Stored data

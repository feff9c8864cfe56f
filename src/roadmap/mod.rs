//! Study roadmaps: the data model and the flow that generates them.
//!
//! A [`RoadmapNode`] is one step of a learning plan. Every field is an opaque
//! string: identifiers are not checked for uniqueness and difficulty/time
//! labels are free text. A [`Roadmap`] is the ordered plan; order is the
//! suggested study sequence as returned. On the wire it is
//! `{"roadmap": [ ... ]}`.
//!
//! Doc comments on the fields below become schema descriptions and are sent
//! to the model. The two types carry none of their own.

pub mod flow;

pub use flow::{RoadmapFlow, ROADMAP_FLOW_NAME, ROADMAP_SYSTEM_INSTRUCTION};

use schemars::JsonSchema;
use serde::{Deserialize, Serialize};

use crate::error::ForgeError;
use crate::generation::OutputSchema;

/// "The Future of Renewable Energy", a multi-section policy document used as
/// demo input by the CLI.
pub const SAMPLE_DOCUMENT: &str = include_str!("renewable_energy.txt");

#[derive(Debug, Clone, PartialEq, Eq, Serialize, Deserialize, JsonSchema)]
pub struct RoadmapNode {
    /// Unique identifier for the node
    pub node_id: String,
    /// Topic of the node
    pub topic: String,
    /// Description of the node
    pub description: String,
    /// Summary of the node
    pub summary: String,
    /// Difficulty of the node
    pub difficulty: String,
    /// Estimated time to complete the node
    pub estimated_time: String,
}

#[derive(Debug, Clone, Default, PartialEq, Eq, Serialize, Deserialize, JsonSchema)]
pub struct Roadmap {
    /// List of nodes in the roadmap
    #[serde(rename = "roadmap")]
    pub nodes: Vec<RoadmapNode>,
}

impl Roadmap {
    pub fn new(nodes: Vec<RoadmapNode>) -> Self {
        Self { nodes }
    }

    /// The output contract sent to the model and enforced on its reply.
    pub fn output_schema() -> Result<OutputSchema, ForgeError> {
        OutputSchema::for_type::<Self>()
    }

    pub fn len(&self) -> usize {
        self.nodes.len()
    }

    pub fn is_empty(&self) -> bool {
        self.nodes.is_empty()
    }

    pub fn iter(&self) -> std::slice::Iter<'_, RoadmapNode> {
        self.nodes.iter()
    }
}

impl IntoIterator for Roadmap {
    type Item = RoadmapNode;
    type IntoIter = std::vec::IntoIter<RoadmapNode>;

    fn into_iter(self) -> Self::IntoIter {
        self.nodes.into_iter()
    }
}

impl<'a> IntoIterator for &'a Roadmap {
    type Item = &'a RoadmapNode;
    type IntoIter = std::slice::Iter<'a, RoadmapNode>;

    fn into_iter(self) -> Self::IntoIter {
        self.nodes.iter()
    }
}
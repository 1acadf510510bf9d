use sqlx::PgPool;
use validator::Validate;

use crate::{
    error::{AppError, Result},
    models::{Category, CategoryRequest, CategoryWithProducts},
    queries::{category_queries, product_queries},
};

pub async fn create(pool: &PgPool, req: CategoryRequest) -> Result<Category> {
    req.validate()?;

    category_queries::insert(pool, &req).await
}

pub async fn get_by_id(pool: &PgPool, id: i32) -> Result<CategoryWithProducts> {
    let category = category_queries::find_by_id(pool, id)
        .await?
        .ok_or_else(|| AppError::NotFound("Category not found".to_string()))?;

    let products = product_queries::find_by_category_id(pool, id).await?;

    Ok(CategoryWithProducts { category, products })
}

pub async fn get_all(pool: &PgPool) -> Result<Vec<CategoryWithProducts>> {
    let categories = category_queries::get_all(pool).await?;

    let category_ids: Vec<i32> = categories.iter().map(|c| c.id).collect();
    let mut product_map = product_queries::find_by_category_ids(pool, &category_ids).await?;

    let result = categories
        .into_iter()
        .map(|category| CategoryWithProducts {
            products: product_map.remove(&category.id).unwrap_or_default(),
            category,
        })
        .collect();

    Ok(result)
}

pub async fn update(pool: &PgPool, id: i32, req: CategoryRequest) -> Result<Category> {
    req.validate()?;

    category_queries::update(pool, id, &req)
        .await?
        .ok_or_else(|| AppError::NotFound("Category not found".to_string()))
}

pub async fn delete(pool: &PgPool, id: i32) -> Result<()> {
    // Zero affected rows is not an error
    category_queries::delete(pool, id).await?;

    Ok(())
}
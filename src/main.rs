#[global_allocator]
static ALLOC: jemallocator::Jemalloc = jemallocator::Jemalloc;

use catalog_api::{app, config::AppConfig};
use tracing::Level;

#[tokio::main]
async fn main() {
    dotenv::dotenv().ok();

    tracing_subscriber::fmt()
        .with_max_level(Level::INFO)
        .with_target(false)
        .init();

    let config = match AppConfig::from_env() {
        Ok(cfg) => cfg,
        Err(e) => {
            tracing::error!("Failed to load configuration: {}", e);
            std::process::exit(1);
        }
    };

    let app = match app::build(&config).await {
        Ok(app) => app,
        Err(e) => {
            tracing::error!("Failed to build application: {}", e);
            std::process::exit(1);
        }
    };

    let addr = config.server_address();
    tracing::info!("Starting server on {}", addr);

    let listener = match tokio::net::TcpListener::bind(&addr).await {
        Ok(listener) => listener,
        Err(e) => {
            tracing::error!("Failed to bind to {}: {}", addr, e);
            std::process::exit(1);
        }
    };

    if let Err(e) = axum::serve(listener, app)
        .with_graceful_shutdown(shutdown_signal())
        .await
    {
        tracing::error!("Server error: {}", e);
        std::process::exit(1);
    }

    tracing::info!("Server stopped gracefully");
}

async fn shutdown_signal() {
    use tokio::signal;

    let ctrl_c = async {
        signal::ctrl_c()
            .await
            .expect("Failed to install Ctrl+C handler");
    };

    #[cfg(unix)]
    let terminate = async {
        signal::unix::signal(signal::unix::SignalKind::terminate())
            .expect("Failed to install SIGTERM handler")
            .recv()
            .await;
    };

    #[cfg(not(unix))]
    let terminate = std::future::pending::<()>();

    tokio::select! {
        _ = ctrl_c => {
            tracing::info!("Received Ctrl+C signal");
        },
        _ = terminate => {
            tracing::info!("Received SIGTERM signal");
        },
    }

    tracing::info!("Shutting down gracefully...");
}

Assigned task => Extract every line containing the string "derive" from the data above.

Response area =>
#[derive(Debug, Clone, PartialEq, Eq, Serialize, Deserialize, JsonSchema)]
#[derive(Debug, Clone, Default, PartialEq, Eq, Serialize, Deserialize, JsonSchema)]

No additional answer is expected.